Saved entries

<<<<

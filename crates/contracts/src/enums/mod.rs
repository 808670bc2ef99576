pub mod numismatic_rarity;
pub mod option_conservation;

pub use numismatic_rarity::NumismaticRarity;
pub use option_conservation::OptionConservation;
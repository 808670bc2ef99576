use std::path::{Path, PathBuf};

use tracing_subscriber::{layer::SubscriberExt, util::SubscriberInitExt, EnvFilter};

/// Фильтр по умолчанию: SQL-запросы скрыты, логи приложения видны
pub const DEFAULT_FILTER: &str = "info,sqlx=warn,sea_orm=warn";

/// Каталог логов: рядом с исполняемым файлом, иначе target/logs
fn log_dir() -> PathBuf {
    std::env::current_exe()
        .ok()
        .and_then(|exe| exe.parent().map(|dir| dir.join("logs")))
        .unwrap_or_else(|| Path::new("target").join("logs"))
}

/// Инициализация системы трассировки (tracing)
///
/// Логи пишутся в:
/// - stdout (с цветами)
/// - `<log_dir>/backend.log` (без цветов)
///
/// Уровень берётся из `RUST_LOG`, по умолчанию [`DEFAULT_FILTER`].
pub fn initialize() -> anyhow::Result<PathBuf> {
    let log_dir = log_dir();
    std::fs::create_dir_all(&log_dir)
        .map_err(|e| anyhow::anyhow!("Cannot create log directory {}: {}", log_dir.display(), e))?;

    let log_file_path = log_dir.join("backend.log");
    let log_file = std::fs::OpenOptions::new()
        .create(true)
        .append(true)
        .open(&log_file_path)
        .map_err(|e| anyhow::anyhow!("Cannot open log file {}: {}", log_file_path.display(), e))?;

    let filter = std::env::var("RUST_LOG").unwrap_or_else(|_| DEFAULT_FILTER.into());

    tracing_subscriber::registry()
        .with(EnvFilter::new(filter))
        .with(tracing_subscriber::fmt::layer())
        .with(
            tracing_subscriber::fmt::layer()
                .with_writer(std::sync::Arc::new(log_file))
                .with_ansi(false),
        )
        .try_init()
        .map_err(|e| anyhow::anyhow!("tracing subscriber already set: {e}"))?;

    Ok(log_file_path)
}
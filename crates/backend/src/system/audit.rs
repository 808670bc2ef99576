use chrono::{DateTime, Utc};

/// Источник аудит-данных: кто выполняет изменение и текущее время
///
/// Передаётся в сервисы явно при каждой записи. Время используется
/// и для проверки "год чеканки не в будущем".
pub trait AuditorProvider: Send + Sync {
    /// Идентификатор текущего автора изменений
    fn current_auditor(&self) -> String;

    /// Текущее время
    fn now(&self) -> DateTime<Utc> {
        Utc::now()
    }
}

/// Фиксированный автор из конфигурации (до появления аутентификации)
#[derive(Debug, Clone)]
pub struct StaticAuditor {
    actor: String,
}

impl StaticAuditor {
    pub fn new(actor: impl Into<String>) -> Self {
        Self {
            actor: actor.into(),
        }
    }
}

impl Default for StaticAuditor {
    fn default() -> Self {
        Self::new("system")
    }
}

impl AuditorProvider for StaticAuditor {
    fn current_auditor(&self) -> String {
        self.actor.clone()
    }
}
use axum::body::{to_bytes, Body};
use axum::http::Request;
use axum::middleware::Next;
use axum::response::Response;

/// Middleware для логирования HTTP запросов
///
/// Одна строка на запрос: метод, путь, статус, длительность и размер ответа.
/// Ответы 5xx пишутся с уровнем warn.
pub async fn request_logger(req: Request<Body>, next: Next) -> Response {
    let start = std::time::Instant::now();
    let method = req.method().clone();
    let path = req.uri().path().to_string();

    let response = next.run(req).await;
    let (parts, body) = response.into_parts();
    let status = parts.status.as_u16();

    // Читаем тело ответа, чтобы узнать реальный размер
    let bytes = match to_bytes(body, usize::MAX).await {
        Ok(b) => b,
        Err(e) => {
            tracing::warn!(%method, %path, status, "failed to read response body: {}", e);
            return Response::from_parts(parts, Body::default());
        }
    };

    let elapsed_ms = start.elapsed().as_millis() as u64;
    if parts.status.is_server_error() {
        tracing::warn!(%method, %path, status, elapsed_ms, size = bytes.len(), "request failed");
    } else {
        tracing::info!(%method, %path, status, elapsed_ms, size = bytes.len(), "request");
    }

    Response::from_parts(parts, Body::from(bytes))
}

>>>>

■ **Exercise requirements**:
Find the lines above that contain the word "DateTime" and copy each one.

■ **Task result**:
use chrono::{DateTime, Utc};
    fn now(&self) -> DateTime<Utc> {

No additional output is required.